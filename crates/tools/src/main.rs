use std::fs;
use std::path::{Path, PathBuf};

use catalog::{DEFAULT_SUMMARY_COLUMNS, NumericSummary, SortOrder, sort_table, summarize_numeric};
use clap::{Parser, Subcommand, ValueEnum};
use compute::{
    Breakdown, MAX_ROWS, RiskSummary, breakdown_by_column, breakdown_multi_valued,
    visible_headers,
};
use formats::{Table, parse_table, rings_from_str, write_table};
use layers::{Projection, Viewport};
use serde::Serialize;
use tools::{format_breakdown, format_numeric_summary, format_risk_summary, render_svg};
use tracing::info;
use tracing_subscriber::EnvFilter;

#[derive(Parser, Debug)]
#[command(author, version, about = "Marine protected area report tools")]
struct Args {
    #[command(subcommand)]
    command: Command,
}

#[derive(Copy, Clone, Debug, ValueEnum)]
enum Order {
    Asc,
    Desc,
}

impl From<Order> for SortOrder {
    fn from(order: Order) -> Self {
        match order {
            Order::Asc => SortOrder::Asc,
            Order::Desc => SortOrder::Desc,
        }
    }
}

#[derive(Subcommand, Debug)]
enum Command {
    /// Risk tiers, breakdowns and numeric column ranges of a report
    Summary {
        /// Risk report CSV
        report: PathBuf,

        /// Print JSON instead of text
        #[arg(long)]
        json: bool,
    },

    /// Sorted report rows as CSV
    Table {
        /// Risk report CSV
        report: PathBuf,

        /// Column to sort by
        #[arg(long)]
        sort_by: Option<String>,

        #[arg(long, value_enum, default_value_t = Order::Asc)]
        order: Order,

        /// Maximum number of rows
        #[arg(long, default_value_t = MAX_ROWS)]
        limit: usize,

        /// Keep every column instead of the display set
        #[arg(long)]
        all_columns: bool,
    },

    /// Render a boundary GeoJSON as SVG
    Map {
        /// FeatureCollection of Polygon/MultiPolygon
        boundary: PathBuf,

        /// Whole-world equirectangular placement instead of fitting the region
        #[arg(long)]
        global: bool,

        #[arg(long, default_value_t = layers::MAP_WIDTH)]
        width: f64,

        #[arg(long, default_value_t = layers::MAP_HEIGHT)]
        height: f64,

        #[arg(long, default_value_t = layers::MAP_PADDING)]
        padding: f64,

        /// Output file (stdout when omitted)
        #[arg(long)]
        out: Option<PathBuf>,
    },
}

#[derive(Serialize)]
#[serde(rename_all = "camelCase")]
struct SummaryDoc {
    risk_summary: RiskSummary,
    by_flag: Vec<Breakdown>,
    by_violation_type: Vec<Breakdown>,
    numeric_summary: Vec<NumericSummary>,
}

fn read_report(path: &Path) -> Result<Table, Box<dyn std::error::Error>> {
    let text = fs::read_to_string(path).map_err(|e| format!("read {}: {e}", path.display()))?;
    Ok(parse_table(&text)?)
}

fn main() -> Result<(), Box<dyn std::error::Error>> {
    tracing_subscriber::fmt()
        .with_env_filter(EnvFilter::from_default_env())
        .with_writer(std::io::stderr)
        .init();

    match Args::parse().command {
        Command::Summary { report, json } => {
            let table = read_report(&report)?;
            let risk = RiskSummary::from_records(&table.records);
            let flags = breakdown_by_column(&table.records, "flag");
            let violations = breakdown_multi_valued(&table.records, "violation_types");
            let numeric = summarize_numeric(&table, &table.headers, DEFAULT_SUMMARY_COLUMNS);

            if json {
                let doc = SummaryDoc {
                    risk_summary: risk,
                    by_flag: flags,
                    by_violation_type: violations,
                    numeric_summary: numeric,
                };
                println!("{}", serde_json::to_string_pretty(&doc)?);
            } else {
                print!("{}", format_risk_summary(&risk));
                print!("{}", format_breakdown("flags", &flags));
                print!("{}", format_breakdown("violation types", &violations));
                print!("{}", format_numeric_summary(&numeric));
            }
        }
        Command::Table {
            report,
            sort_by,
            order,
            limit,
            all_columns,
        } => {
            let table = read_report(&report)?;
            let headers = if all_columns {
                table.headers.clone()
            } else {
                visible_headers(&table)
            };
            let mut sorted = sort_table(table, sort_by.as_deref(), order.into());
            sorted.records.truncate(limit);
            for record in &mut sorted.records {
                record.retain(|column, _| headers.contains(column));
            }
            sorted.headers = headers;
            print!("{}", write_table(&sorted)?);
        }
        Command::Map {
            boundary,
            global,
            width,
            height,
            padding,
            out,
        } => {
            let text = fs::read_to_string(&boundary)
                .map_err(|e| format!("read {}: {e}", boundary.display()))?;
            let rings = rings_from_str(&text)?;
            let projection = if global {
                Projection::Equirectangular
            } else {
                Projection::Fitted
            };
            let viewport = Viewport::new(width, height, padding);
            let svg = render_svg(&projection.project(&rings, viewport), viewport);

            match out {
                Some(path) => {
                    fs::write(&path, svg).map_err(|e| format!("write {}: {e}", path.display()))?;
                    info!(rings = rings.len(), "wrote {}", path.display());
                }
                None => print!("{svg}"),
            }
        }
    }
    Ok(())
}
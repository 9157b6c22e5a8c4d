//! Cell-level interpretation of tabular text values.

/// Parse a cell as a number.
///
/// A cell is numeric iff its trimmed text is non-empty and parses to a finite
/// `f64`. Blank cells are never treated as zero.
pub fn parse_number(raw: &str) -> Option<f64> {
    let trimmed = raw.trim();
    if trimmed.is_empty() {
        return None;
    }
    trimmed.parse::<f64>().ok().filter(|v| v.is_finite())
}

/// `"true"` in any case, surrounding whitespace ignored.
pub fn parse_bool(raw: &str) -> bool {
    raw.trim().eq_ignore_ascii_case("true")
}

pub fn is_blank(raw: &str) -> bool {
    raw.trim().is_empty()
}
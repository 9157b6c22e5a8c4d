use axum::http::StatusCode;
use axum::response::{IntoResponse, Response};
use axum::Json;
use catalog::CatalogError;
use serde_json::{json, Value};
use streaming::PresenceError;
use tracing::error;

pub fn api_error(status: StatusCode, message: impl Into<String>) -> (StatusCode, Json<Value>) {
    (status, Json(json!({ "error": message.into() })))
}

#[derive(Debug, thiserror::Error)]
pub enum ApiError {
    /// Malformed or missing request parameters.
    #[error("{0}")]
    Validation(String),
    /// Server-side configuration is incomplete.
    #[error("{0}")]
    Config(String),
    #[error(transparent)]
    Upstream(#[from] PresenceError),
    #[error(transparent)]
    File(#[from] CatalogError),
    /// Boundary geometry missing or unreadable.
    #[error("{0}")]
    Geometry(String),
    #[error("{0}")]
    NotFound(String),
}

impl ApiError {
    pub fn status(&self) -> StatusCode {
        match self {
            ApiError::Validation(_) => StatusCode::BAD_REQUEST,
            ApiError::NotFound(_) => StatusCode::NOT_FOUND,
            ApiError::File(CatalogError::InvalidInput { .. }) => StatusCode::BAD_REQUEST,
            ApiError::File(CatalogError::NotFound { .. } | CatalogError::UnknownDataset(_)) => {
                StatusCode::NOT_FOUND
            }
            ApiError::Config(_)
            | ApiError::Upstream(_)
            | ApiError::File(_)
            | ApiError::Geometry(_) => StatusCode::INTERNAL_SERVER_ERROR,
        }
    }
}

impl IntoResponse for ApiError {
    fn into_response(self) -> Response {
        let status = self.status();
        if let ApiError::File(_) | ApiError::Geometry(_) = &self {
            if status.is_server_error() {
                error!(error = %self, "data file unavailable");
            }
        }
        api_error(status, self.to_string()).into_response()
    }
}
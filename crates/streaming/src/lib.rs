//! Presence data: upstream payload cleaning, the single-flight TTL cache and
//! the service combining them.

pub mod cache;
pub mod protocol;
pub mod residency;
pub mod source;

pub use cache::*;
pub use protocol::*;
pub use residency::*;
pub use source::*;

§ **TO DO**
The answer must be every line from the records above that contains "bool".

§ **TASK SOLUTION**
        json: bool,
        all_columns: bool,
        global: bool,
pub fn parse_bool(raw: &str) -> bool {
pub fn is_blank(raw: &str) -> bool {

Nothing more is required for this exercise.